__Activity__
When a line of the records contains "struct", copy it.

<<<<

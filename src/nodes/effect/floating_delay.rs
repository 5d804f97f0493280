//! Variable delay with glitch-free transitions
//!
//! Output frame `t` reads the input at the fractional position
//! `p(t) = t - d(t)`, where `d` is the current delay in frames. When the
//! target delay changes, `d` slews toward it with a bounded slope instead of
//! jumping, so the read position never skips or repeats samples: a longer
//! delay briefly stretches the signal (slightly lower pitch), a shorter one
//! briefly compresses it. Positions between input frames are interpolated.

use std::sync::atomic::{AtomicU64, Ordering};
use std::sync::Arc;
use std::time::Duration;

use parking_lot::Mutex;

use crate::buffer::SampleRingBuffer;
use crate::error::{AudioError, Result};
use crate::format::AudioFormat;
use crate::graph::AudioGraph;
use crate::node::{AudioNode, AudioSource, AudioTarget, NodeCore, ReadResult};
use crate::nodes::pipe_ports;
use crate::port::{InputPort, OutputPort};

/// Fractions below this count as sitting exactly on an input frame.
const FRAC_EPSILON: f64 = 1e-9;
/// Once the delay is this close to the target it snaps onto it.
const SNAP_FRAMES: f64 = 1e-4;
/// Proportional slew gain for the last stretch of a transition.
const TAIL_GAIN: f64 = 0.002;
const DEFAULT_MAX_RATE_DEVIATION: f64 = 0.05;
const PRODUCE_CHUNK_FRAMES: usize = 256;

/// Interpolation used between input frames.
#[derive(Clone, Copy, Debug, Default, PartialEq, Eq)]
pub enum Interpolation {
    /// Nearest earlier frame
    None,
    /// Linear between the two neighbouring frames
    Linear,
    /// 4-point cubic (smoother)
    #[default]
    Cubic,
}

/// Input history plus the read-position bookkeeping.
struct DelayLine {
    channels: usize,
    history: SampleRingBuffer,
    /// Absolute input index of the oldest frame in `history`.
    base: u64,
    /// Input frames admitted so far.
    written: u64,
    /// Output frames produced so far.
    produced: u64,
    /// Current delay in frames.
    current: f64,
    interpolation: Interpolation,
    max_rate_deviation: f64,
}

impl DelayLine {
    fn new(channels: usize, delay_frames: f64) -> Self {
        Self {
            channels,
            history: SampleRingBuffer::new(channels, 4096),
            base: 0,
            written: 0,
            produced: 0,
            current: delay_frames,
            interpolation: Interpolation::default(),
            max_rate_deviation: DEFAULT_MAX_RATE_DEVIATION,
        }
    }

    fn admit(&mut self, samples: &[f32]) {
        self.history.write(samples);
        self.written += (samples.len() / self.channels) as u64;
    }

    #[inline]
    fn position(&self) -> f64 {
        self.produced as f64 - self.current
    }

    /// Whether the next output frame can be computed. `drain` accepts a
    /// position past the last input frame's left neighbour.
    fn ready(&self, drain: bool) -> bool {
        if self.written == 0 {
            return false;
        }
        let p = self.position();
        let i = p.floor();
        let needed = if drain || p - i < FRAC_EPSILON { i } else { i + 1.0 };
        needed < self.written as f64
    }

    /// Every admitted frame has been passed by the read position.
    fn exhausted(&self) -> bool {
        self.written == 0 || self.position().floor() >= self.written as f64
    }

    /// Input sample at absolute frame `k`. Before the stream is silence;
    /// past the newest frame holds the newest frame.
    fn input(&self, k: i64, channel: usize) -> f32 {
        if k < 0 || self.written == 0 {
            return 0.0;
        }
        let k = (k as u64).min(self.written - 1);
        if k < self.base {
            return 0.0;
        }
        self.history.sample((k - self.base) as usize, channel)
    }

    fn interpolate(&self, p: f64, channel: usize) -> f32 {
        let i = p.floor();
        let frac = p - i;
        let i = i as i64;
        if frac < FRAC_EPSILON {
            return self.input(i, channel);
        }
        let t = frac as f32;
        match self.interpolation {
            Interpolation::None => self.input(i, channel),
            Interpolation::Linear => {
                let y1 = self.input(i, channel);
                let y2 = self.input(i + 1, channel);
                y1 + (y2 - y1) * t
            }
            Interpolation::Cubic => {
                let y0 = self.input(i - 1, channel);
                let y1 = self.input(i, channel);
                let y2 = self.input(i + 1, channel);
                let y3 = self.input(i + 2, channel);

                let t2 = t * t;
                let t3 = t2 * t;

                let a0 = y3 - y2 - y0 + y1;
                let a1 = y0 - y1 - a0;
                let a2 = y2 - y0;
                let a3 = y1;

                a0 * t3 + a1 * t2 + a2 * t + a3
            }
        }
    }

    fn step_toward(&mut self, target: f64) {
        let err = target - self.current;
        if err.abs() < SNAP_FRAMES {
            self.current = target;
        } else {
            let max = self.max_rate_deviation;
            self.current += (err * TAIL_GAIN).clamp(-max, max);
        }
    }

    /// Fill the front of `out` with as many frames as the input allows.
    fn produce(&mut self, out: &mut [f32], target: f64, drain: bool) -> usize {
        let channels = self.channels;
        let frames = out.len() / channels;
        let mut n = 0;
        while n < frames && self.ready(drain) {
            let p = self.position();
            for (c, sample) in out[n * channels..(n + 1) * channels].iter_mut().enumerate() {
                *sample = self.interpolate(p, c);
            }
            n += 1;
            self.produced += 1;
            self.step_toward(target);
        }
        self.trim();
        n
    }

    /// Drop history the read position can no longer reach.
    fn trim(&mut self) {
        let keep_from = (self.position().floor() as i64 - 1).max(0) as u64;
        if keep_from > self.base {
            let drop = ((keep_from - self.base) as usize).min(self.history.available());
            self.history.skip(drop);
            self.base += drop as u64;
        }
    }
}

struct FloatingState {
    line: DelayLine,
    /// Produced frames not yet accepted downstream (push mode).
    pending: SampleRingBuffer,
    upstream_done: bool,
    /// Reused for input pulls and push-mode production.
    scratch: Vec<f32>,
}

impl FloatingState {
    fn produce_pending(&mut self, target: f64, drain: bool) {
        self.scratch.clear();
        self.scratch.resize(PRODUCE_CHUNK_FRAMES * self.line.channels, 0.0);
        loop {
            let n = self.line.produce(&mut self.scratch, target, drain);
            self.pending.write(&self.scratch[..n * self.line.channels]);
            if n < PRODUCE_CHUNK_FRAMES {
                break;
            }
        }
    }
}

/// Delay pipe whose delay can be changed while audio is flowing.
///
/// ```
/// use std::time::Duration;
/// use klangnetz::{AudioFormat, AudioGraph};
/// use klangnetz::nodes::{FloatingDelayBuffer, Interpolation};
///
/// let graph = AudioGraph::builder().build();
/// let delay = FloatingDelayBuffer::new(&graph, "jitter", AudioFormat::mono(48000), Duration::from_millis(20))
///     .unwrap()
///     .with_interpolation(Interpolation::Linear)
///     .with_max_rate_deviation(0.02);
/// delay.set_target_delay(Duration::from_millis(60)).unwrap();
/// // nothing has streamed yet, so the delay has not moved
/// assert!((delay.current_delay_frames() - 960.0).abs() < 1e-6);
/// ```
pub struct FloatingDelayBuffer {
    core: NodeCore,
    input: InputPort,
    output: OutputPort,
    /// Target delay in frames, as `f64` bits.
    target: AtomicU64,
    state: Mutex<FloatingState>,
}

impl FloatingDelayBuffer {
    pub fn new(
        graph: &Arc<AudioGraph>,
        name: &str,
        format: AudioFormat,
        initial_delay: Duration,
    ) -> Result<Arc<Self>> {
        let frames = initial_delay.as_secs_f64() * format.sample_rate_hz() as f64;
        let core = NodeCore::new(graph, name, format)?;
        Ok(Arc::new_cyclic(|me| {
            let (input, output) = pipe_ports(me);
            Self {
                core,
                input,
                output,
                target: AtomicU64::new(frames.to_bits()),
                state: Mutex::new(FloatingState {
                    line: DelayLine::new(format.channels(), frames),
                    pending: SampleRingBuffer::new(format.channels(), 1024),
                    upstream_done: false,
                    scratch: Vec::new(),
                }),
            }
        }))
    }

    /// Maximum slope of the delay during a transition, as a fraction of
    /// real time. Clamped to `0.0001..=0.5`.
    pub fn with_max_rate_deviation(self: Arc<Self>, deviation: f64) -> Arc<Self> {
        self.state.lock().line.max_rate_deviation = deviation.clamp(0.0001, 0.5);
        self
    }

    pub fn with_interpolation(self: Arc<Self>, interpolation: Interpolation) -> Arc<Self> {
        self.state.lock().line.interpolation = interpolation;
        self
    }

    /// Request a new delay. Takes effect gradually.
    pub fn set_target_delay(&self, delay: Duration) -> Result<()> {
        self.set_target_delay_frames(delay.as_secs_f64() * self.core.format().sample_rate_hz() as f64)
    }

    pub fn set_target_delay_frames(&self, frames: f64) -> Result<()> {
        if !frames.is_finite() || frames < 0.0 {
            return Err(AudioError::invalid_argument(format!(
                "delay of {} frames is not a non-negative number",
                frames
            )));
        }
        self.target.store(frames.to_bits(), Ordering::Release);
        tracing::debug!(node = self.core.name(), frames, "target delay changed");
        Ok(())
    }

    #[inline]
    pub fn target_delay_frames(&self) -> f64 {
        f64::from_bits(self.target.load(Ordering::Acquire))
    }

    /// Delay currently applied, in frames.
    pub fn current_delay_frames(&self) -> f64 {
        self.state.lock().line.current
    }

    pub fn current_delay(&self) -> Duration {
        Duration::from_secs_f64(
            self.current_delay_frames() / self.core.format().sample_rate_hz() as f64,
        )
    }

    /// Push produced frames downstream; whatever is refused stays pending.
    fn emit_pending(&self) -> Result<()> {
        let pending = {
            let state = self.state.lock();
            let mut pending = vec![0.0; state.pending.available() * self.core.channels()];
            state.pending.peek(&mut pending);
            pending
        };
        if pending.is_empty() {
            return Ok(());
        }
        let accepted = self.output.write(&pending)?;
        self.state.lock().pending.skip(accepted);
        Ok(())
    }
}

impl AudioNode for FloatingDelayBuffer {
    fn core(&self) -> &NodeCore {
        &self.core
    }

    fn as_source(&self) -> Option<&dyn AudioSource> {
        Some(self)
    }

    fn as_target(&self) -> Option<&dyn AudioTarget> {
        Some(self)
    }
}

impl AudioSource for FloatingDelayBuffer {
    fn output(&self) -> &OutputPort {
        &self.output
    }

    fn read_samples(&self, buffer: &mut [f32]) -> Result<ReadResult> {
        let channels = self.core.channels();
        let frames = buffer.len() / channels;
        let mut produced = 0;
        let mut scratch = std::mem::take(&mut self.state.lock().scratch);

        let pulled = loop {
            let target = self.target_delay_frames();
            let done = {
                let mut state = self.state.lock();
                let done = state.upstream_done;
                produced += state
                    .line
                    .produce(&mut buffer[produced * channels..], target, done);
                done
            };
            if produced == frames || done {
                break Ok(());
            }

            scratch.clear();
            scratch.resize((frames - produced + 4) * channels, 0.0);
            match self.input.read(&mut scratch) {
                Ok(ReadResult::Read(n)) => self.state.lock().line.admit(&scratch[..n * channels]),
                Ok(ReadResult::Finished) => self.state.lock().upstream_done = true,
                Ok(ReadResult::Empty) => break Ok(()),
                Err(err) => break Err(err),
            }
        };
        self.state.lock().scratch = scratch;
        pulled?;

        // nothing stale survives past the produced frames
        buffer[produced * channels..].fill(0.0);

        if produced > 0 {
            return Ok(ReadResult::Read(produced));
        }
        let state = self.state.lock();
        if state.upstream_done && state.line.exhausted() {
            Ok(ReadResult::Finished)
        } else {
            Ok(ReadResult::Empty)
        }
    }
}

impl AudioTarget for FloatingDelayBuffer {
    fn input(&self) -> &InputPort {
        &self.input
    }

    fn write_samples(&self, buffer: &[f32]) -> Result<usize> {
        self.output.ensure_connected()?;
        let target = self.target_delay_frames();
        {
            let mut state = self.state.lock();
            state.line.admit(buffer);
            state.produce_pending(target, false);
        }
        self.emit_pending()?;
        Ok(buffer.len() / self.core.channels())
    }

    fn flush_samples(&self) -> Result<()> {
        let target = self.target_delay_frames();
        self.state.lock().produce_pending(target, true);
        self.emit_pending()?;
        self.output.flush()
    }

    fn on_upstream_finished(&self) -> Result<()> {
        self.state.lock().upstream_done = true;
        if !self.output.is_connected() {
            return Ok(());
        }
        let target = self.target_delay_frames();
        self.state.lock().produce_pending(target, true);
        self.emit_pending()?;
        self.output.notify_finished()
    }
}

>>>>

__Output for this task__
struct DelayLine {
struct FloatingState {
pub struct FloatingDelayBuffer {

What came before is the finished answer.